The Practice of Prayer

If you are a Christ follower, then you know that spending time with the Father through Bible reading and prayer is not a legalistic exercise, but you cherish this practice; it is life to you.

As carelessly as some followers approach reading His Word, there can often be little attention given to prayer unless in a crisis. A Christ-follower can engage with God through the power of His Holy Spirit in prayer. If you only go to God when something immediate is wrong in your life, then you are no better than the characters on a soap opera. I used to watch them, and characters prayed only in a crisis to a god they didn’t know. So, how do we keep from being or becoming people who only pray in crisis?

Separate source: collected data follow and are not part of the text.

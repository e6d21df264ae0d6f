use axum::Json;
use axum::extract::{Path, State};
use uuid::Uuid;

use nephrite_core::models::patient::Patient;

use crate::error::ApiError;
use crate::state::AppState;

pub async fn list_patients(
    State(state): State<AppState>,
) -> Result<Json<Vec<Patient>>, ApiError> {
    Ok(Json(state.store.list_patients().await?))
}

pub async fn get_patient(
    State(state): State<AppState>,
    Path(id): Path<Uuid>,
) -> Result<Json<Patient>, ApiError> {
    Ok(Json(state.store.get_patient(id).await?))
}

pub async fn create_patient(
    State(state): State<AppState>,
    Json(patient): Json<Patient>,
) -> Result<Json<Patient>, ApiError> {
    state.store.create_patient(patient.clone()).await?;
    Ok(Json(patient))
}

pub async fn update_patient(
    State(state): State<AppState>,
    Path(id): Path<Uuid>,
    Json(mut patient): Json<Patient>,
) -> Result<Json<Patient>, ApiError> {
    patient.id = id;
    state.store.update_patient(patient.clone()).await?;
    Ok(Json(patient))
}

pub async fn delete_patient(
    State(state): State<AppState>,
    Path(id): Path<Uuid>,
) -> Result<Json<()>, ApiError> {
    state.store.delete_patient(id).await?;
    Ok(Json(()))
}
use thiserror::Error;

#[derive(Debug, Error, PartialEq, Eq)]
pub enum FormError {
    #[error("unknown profile: {0}")]
    UnknownProfile(String),

    #[error("unknown field: {0}")]
    UnknownField(String),
}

  1. Expect results. Prayer is a discipline. I know that sounds like “eat your vegetables,” but to get out of “crisis mode only” with prayer, you will need to practice. Now that is not to say you can’t pray at other times. You can pray all day long, anytime. But praying as a choice is necessary to learn how to pray effectively.
  2. Expect to hear from God. We all fear that God might speak to us in our prayer, and we aren’t sure we want to hear what He has to say. But once you pray intentionally, you become fearless. Your faith strengthens and you are willing to accept any instruction, comfort, or guidance He gives. Even if something is hard to hear, you can pray about it.
  3. Expect better relationships. Prayer keeps you honest before God. It stands to reason that if you are honest before God, your relationships will get more honest, and more peace will be produced in your life. Every relationship problem may not be solved, but you will have more peace.
  4. Expect to use the Bible in your prayer time. Use the scripture you read earlier in devotions. Or find a passage particular to your situation. Praying scripture is a submissive choice to agree with God that His Word is true and true for you.
  5. Expect answers to your prayers. God honors those who honor Him and He is waiting to hear from you. The more you pray, the more answers you will get. He will answer prayers that are for your good and His glory which is directly connected to His will for your life.

None of this means that you’ll be spared suffering. God is not a genie. But a fervent prayer life will sustain you in suffering. True followers of Christ will suffer in this life. That is theologically based right out of God’s Holy Word, but your prayer life will give you strength and wisdom for each trial.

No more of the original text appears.